Contrary to the most common latitudinal pattern of taxonomic richness, certain freshwater crustacean and molluscan groups show antitropical peaks of diversity. A previous analysis of the cyclopid and canthocamptid copepods in the Americas did not support the well-known negative relationship of taxonomic diversity and latitude, either.A recent catalogue of the continental Cyclopoida by Dussart & Defaye (2006) allowed world-scale comparisons of the species richness and rate of endemism of Cyclopidae in: the northern cold, northern temperate, tropical, southern temperate, and southern cold regions.

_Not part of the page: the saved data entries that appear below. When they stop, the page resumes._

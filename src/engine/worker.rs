use crate::bus::{CommandChannel, ACK_LEN};
use crate::error::{EngineError, Result};
use crate::input::PhysicalDevice;
use crate::protocol::{transcode_into, WireFrame};
use std::sync::atomic::{AtomicBool, AtomicU64, Ordering};
use std::sync::{Arc, Mutex};
use std::thread::{self, JoinHandle};
use std::time::{Duration, Instant};

/// Per-slot buffers, reused every cycle.
#[derive(Debug, Default)]
pub struct SlotBuffers {
    pub frame: WireFrame,
    pub ack: [u8; ACK_LEN],
}

/// Everything one worker needs, cloned out of its slot.
pub struct WorkerContext {
    pub slot: u8,
    pub device: Arc<dyn PhysicalDevice>,
    pub enabled: Arc<AtomicBool>,
    pub failures: Arc<AtomicU64>,
    pub buffers: Arc<Mutex<SlotBuffers>>,
    pub channel: Arc<CommandChannel>,
    pub interval: Duration,
}

/// Handle to a running slot worker. Stopping is cooperative.
pub struct SlotWorker {
    keep_running: Arc<AtomicBool>,
    handle: JoinHandle<()>,
    slot: u8,
}

impl SlotWorker {
    pub fn spawn(ctx: WorkerContext) -> std::io::Result<Self> {
        let keep_running = Arc::new(AtomicBool::new(true));
        let slot = ctx.slot;
        let handle = {
            let keep_running = Arc::clone(&keep_running);
            thread::Builder::new()
                .name(format!("slot-{}", slot))
                .spawn(move || run(ctx, keep_running))?
        };
        Ok(Self {
            keep_running,
            handle,
            slot,
        })
    }

    pub fn is_finished(&self) -> bool {
        self.handle.is_finished()
    }

    /// Clears the run flag and waits up to `timeout` for the loop to exit.
    /// A worker still busy after that is handed back, already told to stop.
    pub fn stop(self, timeout: Duration) -> Option<SlotWorker> {
        self.keep_running.store(false, Ordering::SeqCst);
        let deadline = Instant::now() + timeout;
        while !self.handle.is_finished() {
            if Instant::now() >= deadline {
                log::warn!(
                    "Worker for slot {} did not stop within {:?}, detaching it",
                    self.slot,
                    timeout
                );
                return Some(self);
            }
            thread::sleep(Duration::from_millis(1));
        }
        if let Err(e) = self.handle.join() {
            log::error!("Worker for slot {} panicked: {:?}", self.slot, e);
        }
        None
    }
}

fn run(ctx: WorkerContext, keep_running: Arc<AtomicBool>) {
    log::info!("Worker for slot {} started ({})", ctx.slot, ctx.device.name());

    while keep_running.load(Ordering::SeqCst) {
        match cycle(&ctx) {
            Ok(()) => {}
            Err(e @ EngineError::DeviceVanished(_)) => {
                log::info!("Worker for slot {} exiting: {}", ctx.slot, e);
                break;
            }
            Err(e) => {
                let failures = ctx.failures.fetch_add(1, Ordering::SeqCst) + 1;
                if failures == 1 {
                    log::warn!("Slot {}: {}", ctx.slot, e);
                } else {
                    log::debug!("Slot {}: {} ({} failures)", ctx.slot, e, failures);
                }
            }
        }

        thread::sleep(ctx.interval);
    }

    log::info!("Worker for slot {} stopped", ctx.slot);
}

/// One poll, transcode and report under the slot's lock.
fn cycle(ctx: &WorkerContext) -> Result<()> {
    if !ctx.device.is_attached() {
        return Err(EngineError::DeviceVanished(ctx.device.guid()));
    }

    let mut buffers = ctx.buffers.lock().unwrap_or_else(|e| e.into_inner());
    let Some(mut report) = ctx.device.poll() else {
        return Ok(());
    };
    if !ctx.enabled.load(Ordering::SeqCst) {
        return Ok(());
    }

    report.set_origin(ctx.slot);
    let SlotBuffers { frame, ack } = &mut *buffers;
    transcode_into(&report, ctx.slot, frame);
    ctx.channel.report(frame, ack)
}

Separate analyses of the three inland-water subfamilies revealed different latitudinal trends in these groups: while the halicyclopine and eucyclopine species richness significantly increases towards the tropics, the cyclopine diversity is very similar in the northern temperate and tropical regions despite the smaller area size of the northern temperate zone. Separate analysis of the American fauna also supported a tropical diversity peak in Eucyclopinae but showed a relatively diverse cyclopine fauna in the northern temperate zone.The aforementioned distribution patterns and tropical dominance in Euryteinae, a small marine subfamily of Cyclopidae, indicate that the family Cyclopidae originated in the tropics. This paper also discusses the latitudinal distribution of the large cyclopine genera, and attempts to infer the main features of their evolution in the temperate region: (1) cyclopine copepods invaded the temperate region at an early phase of the evolution of the subfamily; (2) a major evolution of the extant temperate taxa occurred in the northern hemisphere; (3) a substantial part of the temperate cyclopine fauna occurs in groundwater, which might indicate that in addition to a longer evolutionary time in the tropics, the greater extinction rate of the surface-water forms in the temperate region is an important factor in shaping the latitudinal diversity patterns in Cyclopidae.